[ruby-core:93179] [Ruby trunk Feature#15927] Allow string keys to be used for String#% and sprintf methods
From:
sawadatsuyoshi@...
Date:
2019-06-16 11:41:40 UTC
List:
ruby-core #93179
Issue #15927 has been updated by sawa (Tsuyoshi Sawada).
ashmaroli (Ashwin Maroli) wrote:
> One use-case would be where the Data used by `sprintf` is generated at runtime:
> ```ruby
> require 'yaml'
>
> # contents of 'path/to/config.yml':
> #
> # ---
> # title: Hello World
> # author: John Doe
> # url: "https://www.example.com/blog"
> #
>
> config = YAML.load_file('path/to/config.yml')
> # config == {"title"=>"Hello World", "author"=>"John Doe", "url"=>"https://www.example.com/blog"}
>
> # This will fail. The alternative would be to convert the string keys to symbols beforehand.
> "title = %{title}" % config
> [...]
> ```
I do not think that is the duty of string format.

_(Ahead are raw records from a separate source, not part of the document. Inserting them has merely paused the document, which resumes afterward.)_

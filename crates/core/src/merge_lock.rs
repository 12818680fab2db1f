//! In-process exclusion for merges touching overlapping screenshots.

use std::collections::HashSet;
use std::sync::{Arc, Mutex};

use crate::error::CoreError;
use crate::types::DbId;

/// Screenshot ids currently held by an in-flight merge.
#[derive(Debug, Default)]
pub struct MergeLocks {
    held: Mutex<HashSet<DbId>>,
}

impl MergeLocks {
    pub fn new() -> Self {
        Self::default()
    }

    /// Claim every id in `ids`, or none of them.
    ///
    /// Fails with [`CoreError::TransactionConflict`] if any id is already held.
    /// The claim is released when the returned guard drops.
    pub fn try_acquire(self: &Arc<Self>, ids: &[DbId]) -> Result<MergeGuard, CoreError> {
        let mut held = self.held.lock().unwrap_or_else(|e| e.into_inner());

        if let Some(busy) = ids.iter().find(|id| held.contains(id)) {
            return Err(CoreError::TransactionConflict(format!(
                "Screenshot {busy} is already part of a merge in progress"
            )));
        }

        held.extend(ids.iter().copied());
        Ok(MergeGuard {
            locks: Arc::clone(self),
            ids: ids.to_vec(),
        })
    }

    pub fn is_held(&self, id: DbId) -> bool {
        self.held
            .lock()
            .unwrap_or_else(|e| e.into_inner())
            .contains(&id)
    }
}

#[derive(Debug)]
pub struct MergeGuard {
    locks: Arc<MergeLocks>,
    ids: Vec<DbId>,
}

impl Drop for MergeGuard {
    fn drop(&mut self) {
        let mut held = self.locks.held.lock().unwrap_or_else(|e| e.into_inner());
        for id in &self.ids {
            held.remove(id);
        }
    }
}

If the YAML file is written by a Ruby program, then you should have saved the keys as symbols from the beginning, and you would not have such problem. If you are hand-writing the YAML file, there is a Ruby-specific way to explicitly write symbol keys in YAML, so check the documentation. If you need to write YAML file using a non-Ruby language and can not avoid having the keys written as strngs, then rather than betting on this feature request, you should make a different feature request that asks for a `:symbolize_names` option for YAML, as in JSON.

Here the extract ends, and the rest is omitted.